//! # 资源目录入口资源
//!
//! ## 设计定位（Why）
//! - 把 [`DirectoryService`] 暴露为命名空间中的普通资源，远端终端与客户端通过同一套
//!   GET/POST/DELETE 分发规则完成注册与查询；
//! - 五个入口：`rd`（注册）、`rd/<ep>`（单个注册）、`rd-lookup`（终端查询）、
//!   `rd-lookup/res`（资源查询）、`rd-lookup/ep`（按终端名查询）。
//!
//! ## 报文约定（What）
//! - 注册：`POST /rd?ep=<名>&lt=<秒>&base=<URI>`，载荷为链接格式；缺省 `base` 取请求源地址；
//! - 查询结果均为链接格式（ct=40），无结果时返回空载荷的 2.05。

use std::{borrow::ToOwned, string::String, sync::Arc, time::Duration, vec::Vec};

use bytes::Bytes;

use crate::{
    applications::directory::{DirectoryEntry, DirectoryService, Registration},
    core::{
        link_format::{self, Link},
        message::{ContentFormat, Method, Request},
        namespace::{Representation, ResourceDescriptor, ResourceNamespace, ResourceNode},
        path::ROOT,
        resource_layer::{PostOutcome, ResourceHandler, method_not_allowed},
    },
    error::BrokerError,
};

pub const REGISTRATION: &str = "rd";
pub const LOOKUP: &str = "rd-lookup";
pub const LOOKUP_RESOURCES: &str = "res";
pub const LOOKUP_ENDPOINTS: &str = "ep";

/// 在命名空间中挂载目录入口资源。
pub fn install(namespace: &ResourceNamespace, directory: &Arc<DirectoryService>) -> Result<(), BrokerError> {
    let registration = RegistrationResource {
        directory: Arc::clone(directory),
    };
    namespace.insert(
        ROOT,
        REGISTRATION,
        ResourceDescriptor::handled(Arc::new(registration)).with_resource_type("core.rd"),
    )?;

    let lookup_path = format!("/{LOOKUP}");
    for (parent, name, kind, rt) in [
        (ROOT, LOOKUP, LookupKind::Endpoints, "core.rd-lookup"),
        (lookup_path.as_str(), LOOKUP_RESOURCES, LookupKind::Resources, "core.rd-lookup-res"),
        (lookup_path.as_str(), LOOKUP_ENDPOINTS, LookupKind::Endpoint, "core.rd-lookup-ep"),
    ] {
        let resource = LookupResource {
            directory: Arc::clone(directory),
            kind,
        };
        namespace.insert(
            parent,
            name,
            ResourceDescriptor::handled(Arc::new(resource))
                .with_resource_type(rt)
                .with_content_format(ContentFormat::LINK_FORMAT),
        )?;
    }
    tracing::debug!("resource directory mounted");
    Ok(())
}

/// `rd`：接受注册。
#[derive(Debug)]
pub struct RegistrationResource {
    directory: Arc<DirectoryService>,
}

impl ResourceHandler for RegistrationResource {
    fn render_get(&self, node: &ResourceNode, _request: &Request) -> Result<Representation, BrokerError> {
        Err(method_not_allowed(node, Method::Get))
    }

    fn render_post(&self, _node: &ResourceNode, request: &Request) -> Result<PostOutcome, BrokerError> {
        let endpoint = request
            .query_value("ep")
            .filter(|ep| !ep.is_empty())
            .ok_or_else(|| BrokerError::validation("registration requires an `ep` query parameter"))?;
        let locator = match request.query_value("base") {
            Some(base) if !base.is_empty() => base.to_owned(),
            _ => format!("coap://{}", request.source),
        };

        let mut registration = Registration::new(endpoint, locator).links(parse_payload(&request.payload)?);
        if let Some(lt) = request.query_value("lt") {
            let secs = lt
                .parse::<u64>()
                .map_err(|_| BrokerError::validation(format!("invalid lifetime `{lt}`")))?;
            registration = registration.lifetime(Duration::from_secs(secs));
        }
        let handle = self.directory.register(registration)?;

        let resource = RegisteredEndpoint {
            directory: Arc::clone(&self.directory),
            endpoint: handle.endpoint().to_owned(),
        };
        Ok(PostOutcome::Child {
            name: handle.endpoint().to_owned(),
            descriptor: ResourceDescriptor::handled(Arc::new(resource))
                .with_content_format(ContentFormat::LINK_FORMAT)
                .observable(true),
            refreshed: handle.refreshed(),
        })
    }

    fn render_put(&self, node: &ResourceNode, _request: &Request) -> Result<(), BrokerError> {
        Err(method_not_allowed(node, Method::Put))
    }

    fn render_delete(&self, node: &ResourceNode, _request: &Request) -> Result<(), BrokerError> {
        Err(method_not_allowed(node, Method::Delete))
    }
}

/// `rd/<ep>`：单个终端的注册资源。
///
/// - GET 返回注册时的链接，可被观察；POST 续期；
/// - DELETE 先注销目录条目，再由常规删除路径摘除节点并通知观察者；
/// - 过期清扫不经过本处理器，由 [`Broker::evict_expired`](crate::broker::Broker::evict_expired)
///   在确认条目仍缺席后摘除节点。
#[derive(Debug)]
pub struct RegisteredEndpoint {
    directory: Arc<DirectoryService>,
    endpoint: String,
}

impl ResourceHandler for RegisteredEndpoint {
    fn render_get(&self, node: &ResourceNode, _request: &Request) -> Result<Representation, BrokerError> {
        let entry = self.directory.lookup_by_endpoint(&self.endpoint)?;
        Ok(Representation {
            payload: Bytes::from(link_format::render(entry.links())),
            content_format: ContentFormat::LINK_FORMAT,
            observe_count: node.observe_count(),
        })
    }

    fn render_post(&self, _node: &ResourceNode, _request: &Request) -> Result<PostOutcome, BrokerError> {
        self.directory.refresh(&self.endpoint)?;
        Ok(PostOutcome::Changed {
            payload: Bytes::new(),
        })
    }

    fn render_put(&self, node: &ResourceNode, _request: &Request) -> Result<(), BrokerError> {
        Err(method_not_allowed(node, Method::Put))
    }

    fn render_delete(&self, _node: &ResourceNode, _request: &Request) -> Result<(), BrokerError> {
        if self.directory.deregister(&self.endpoint).is_err() {
            tracing::debug!(endpoint = %self.endpoint, "registration already gone before resource delete");
        }
        Ok(())
    }
}

#[derive(Clone, Copy, Debug, Eq, PartialEq)]
enum LookupKind {
    /// `rd-lookup`：终端列表，`ep`/`rt` 为可选过滤。
    Endpoints,
    /// `rd-lookup/res`：资源链接列表。
    Resources,
    /// `rd-lookup/ep`：按终端名点查，缺失即 NotFound。
    Endpoint,
}

/// 只读查询资源。
#[derive(Debug)]
pub struct LookupResource {
    directory: Arc<DirectoryService>,
    kind: LookupKind,
}

impl LookupResource {
    fn matching_entries(&self, request: &Request) -> Result<Vec<Arc<DirectoryEntry>>, BrokerError> {
        let ep = request.query_value("ep").filter(|ep| !ep.is_empty());
        if self.kind == LookupKind::Endpoint {
            if let Some(ep) = ep {
                return self.directory.lookup_by_endpoint(ep).map(|entry| vec![entry]);
            }
        }
        let lookup = match request.query_value("rt").filter(|rt| !rt.is_empty()) {
            Some(rt) => self.directory.lookup_by_type(rt),
            None => self.directory.lookup_all(),
        };
        Ok(lookup
            .iter()
            .filter(|entry| ep.is_none_or(|ep| entry.endpoint() == ep))
            .cloned()
            .collect())
    }
}

impl ResourceHandler for LookupResource {
    fn render_get(&self, node: &ResourceNode, request: &Request) -> Result<Representation, BrokerError> {
        let entries = self.matching_entries(request)?;
        let links: Vec<Link> = match self.kind {
            LookupKind::Resources => {
                let rt = request.query_value("rt").filter(|rt| !rt.is_empty());
                entries
                    .iter()
                    .flat_map(|entry| resource_links(entry, rt))
                    .collect()
            }
            LookupKind::Endpoints | LookupKind::Endpoint => entries.iter().map(|entry| endpoint_link(entry)).collect(),
        };
        Ok(Representation {
            payload: Bytes::from(link_format::render(&links)),
            content_format: ContentFormat::LINK_FORMAT,
            observe_count: node.observe_count(),
        })
    }

    fn render_post(&self, node: &ResourceNode, _request: &Request) -> Result<PostOutcome, BrokerError> {
        Err(method_not_allowed(node, Method::Post))
    }

    fn render_put(&self, node: &ResourceNode, _request: &Request) -> Result<(), BrokerError> {
        Err(method_not_allowed(node, Method::Put))
    }

    fn render_delete(&self, node: &ResourceNode, _request: &Request) -> Result<(), BrokerError> {
        Err(method_not_allowed(node, Method::Delete))
    }
}

fn parse_payload(payload: &[u8]) -> Result<Vec<Link>, BrokerError> {
    let text = std::str::from_utf8(payload)
        .map_err(|err| BrokerError::validation(format!("registration payload is not UTF-8: {err}")))?;
    link_format::parse(text)
}

/// 终端描述：`</rd/ep>;ep="..";base="..";lt=..;rt=".."`。
fn endpoint_link(entry: &DirectoryEntry) -> Link {
    let mut link = Link::new(format!("/{}", entry.location()))
        .with_attr("ep", entry.endpoint())
        .with_attr("base", entry.locator().as_str())
        .with_attr("lt", entry.lifetime().as_secs().to_string());
    if !entry.resource_types().is_empty() {
        link = link.with_attr("rt", entry.resource_types().join(" "));
    }
    link
}

/// 终端的资源链接，目标按定位符解析为绝对 URI，并附 `ep` 属性。
fn resource_links(entry: &DirectoryEntry, rt: Option<&str>) -> Vec<Link> {
    entry
        .links()
        .iter()
        .filter(|link| rt.is_none_or(|rt| link.values("rt").any(|value| value == rt)))
        .map(|link| {
            let target = entry
                .locator()
                .join(link.target())
                .map(String::from)
                .unwrap_or_else(|_| link.target().to_owned());
            let mut absolute = Link::new(target);
            for (name, value) in link.attrs() {
                absolute = match value {
                    Some(value) => absolute.with_attr(name, value),
                    None => absolute.with_flag(name),
                };
            }
            absolute.with_attr("ep", entry.endpoint())
        })
        .collect()
}

#[cfg(test)]
mod tests {
    use std::net::SocketAddr;

    use super::*;
    use crate::applications::directory::DirectorySettings;

    fn mounted() -> (ResourceNamespace, Arc<DirectoryService>) {
        let namespace = ResourceNamespace::new();
        let directory = Arc::new(DirectoryService::in_memory(DirectorySettings::default()));
        install(&namespace, &directory).expect("install");
        (namespace, directory)
    }

    #[test]
    fn install_mounts_all_entry_points() {
        let (namespace, _directory) = mounted();
        for path in ["/rd", "/rd-lookup", "/rd-lookup/res", "/rd-lookup/ep"] {
            assert!(namespace.resolve(path).is_ok(), "{path} 应当已挂载");
        }
    }

    #[test]
    fn registration_defaults_base_to_request_source() {
        let (namespace, directory) = mounted();
        let rd = namespace.resolve("/rd").expect("rd");
        let source = SocketAddr::from(([192, 0, 2, 10], 5683));
        let request = Request::new(Method::Post, "rd", source)
            .query("ep=node1")
            .payload(&b"</t>;rt=temperature"[..]);
        let outcome = rd
            .handler()
            .expect("handler")
            .render_post(&rd, &request)
            .expect("post");
        assert!(matches!(outcome, PostOutcome::Child { ref name, refreshed: false, .. } if name == "node1"));
        let entry = directory.lookup_by_endpoint("node1").expect("entry");
        assert_eq!(entry.locator().as_str(), "coap://192.0.2.10:5683");
    }

    #[test]
    fn registration_resource_is_observable_and_delete_deregisters() {
        let (namespace, directory) = mounted();
        let rd = namespace.resolve("/rd").expect("rd");
        let source = SocketAddr::from(([192, 0, 2, 10], 5683));
        let request = Request::new(Method::Post, "rd", source).query("ep=node1");
        let outcome = rd
            .handler()
            .expect("handler")
            .render_post(&rd, &request)
            .expect("post");
        let PostOutcome::Child { name, descriptor, .. } = outcome else {
            panic!("registration should create a child");
        };
        assert!(descriptor.observable);
        let node = namespace.insert("/rd", &name, descriptor).expect("mount");

        let delete = Request::new(Method::Delete, "rd/node1", source);
        let handler = node.handler().expect("handler");
        assert_eq!(handler.render_delete(&node, &delete), Ok(()));
        assert!(directory.lookup_by_endpoint("node1").is_err());
        assert_eq!(handler.render_delete(&node, &delete), Ok(()));
    }

    #[test]
    fn resource_lookup_resolves_absolute_targets() {
        let (namespace, directory) = mounted();
        directory
            .register(
                Registration::new("node1", "coap://[2001:db8::1]:5683")
                    .links(link_format::parse(r#"</s/t>;rt="temperature",</s/h>;rt=humidity"#).expect("links")),
            )
            .expect("register");
        let res = namespace.resolve("/rd-lookup/res").expect("res");
        let request = Request::new(Method::Get, "rd-lookup/res", SocketAddr::from(([127, 0, 0, 1], 1)))
            .query("rt=temperature");
        let representation = res
            .handler()
            .expect("handler")
            .render_get(&res, &request)
            .expect("get");
        assert_eq!(
            &representation.payload[..],
            br#"<coap://[2001:db8::1]:5683/s/t>;rt="temperature";ep="node1""#
        );
    }

    #[test]
    fn endpoint_lookup_reports_missing_endpoint() {
        let (namespace, _directory) = mounted();
        let ep = namespace.resolve("/rd-lookup/ep").expect("ep");
        let request = Request::new(Method::Get, "rd-lookup/ep", SocketAddr::from(([127, 0, 0, 1], 1)))
            .query("ep=ghost");
        assert_eq!(
            ep.handler().expect("handler").render_get(&ep, &request).map(|_| ()),
            Err(BrokerError::not_found("rd/ghost"))
        );
    }
}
■ ■ ■ ■ ■ ■ ■
TASK STATEMENT. There is a line with "pub const REGISTRATION: &str" and a line with "let registration = RegistrationResource" above. Copy exactly those two lines and all lines between them, with nothing else.

TASK ANSWER.
pub const REGISTRATION: &str = "rd";
pub const LOOKUP: &str = "rd-lookup";
pub const LOOKUP_RESOURCES: &str = "res";
pub const LOOKUP_ENDPOINTS: &str = "ep";

/// 在命名空间中挂载目录入口资源。
pub fn install(namespace: &ResourceNamespace, directory: &Arc<DirectoryService>) -> Result<(), BrokerError> {
    let registration = RegistrationResource {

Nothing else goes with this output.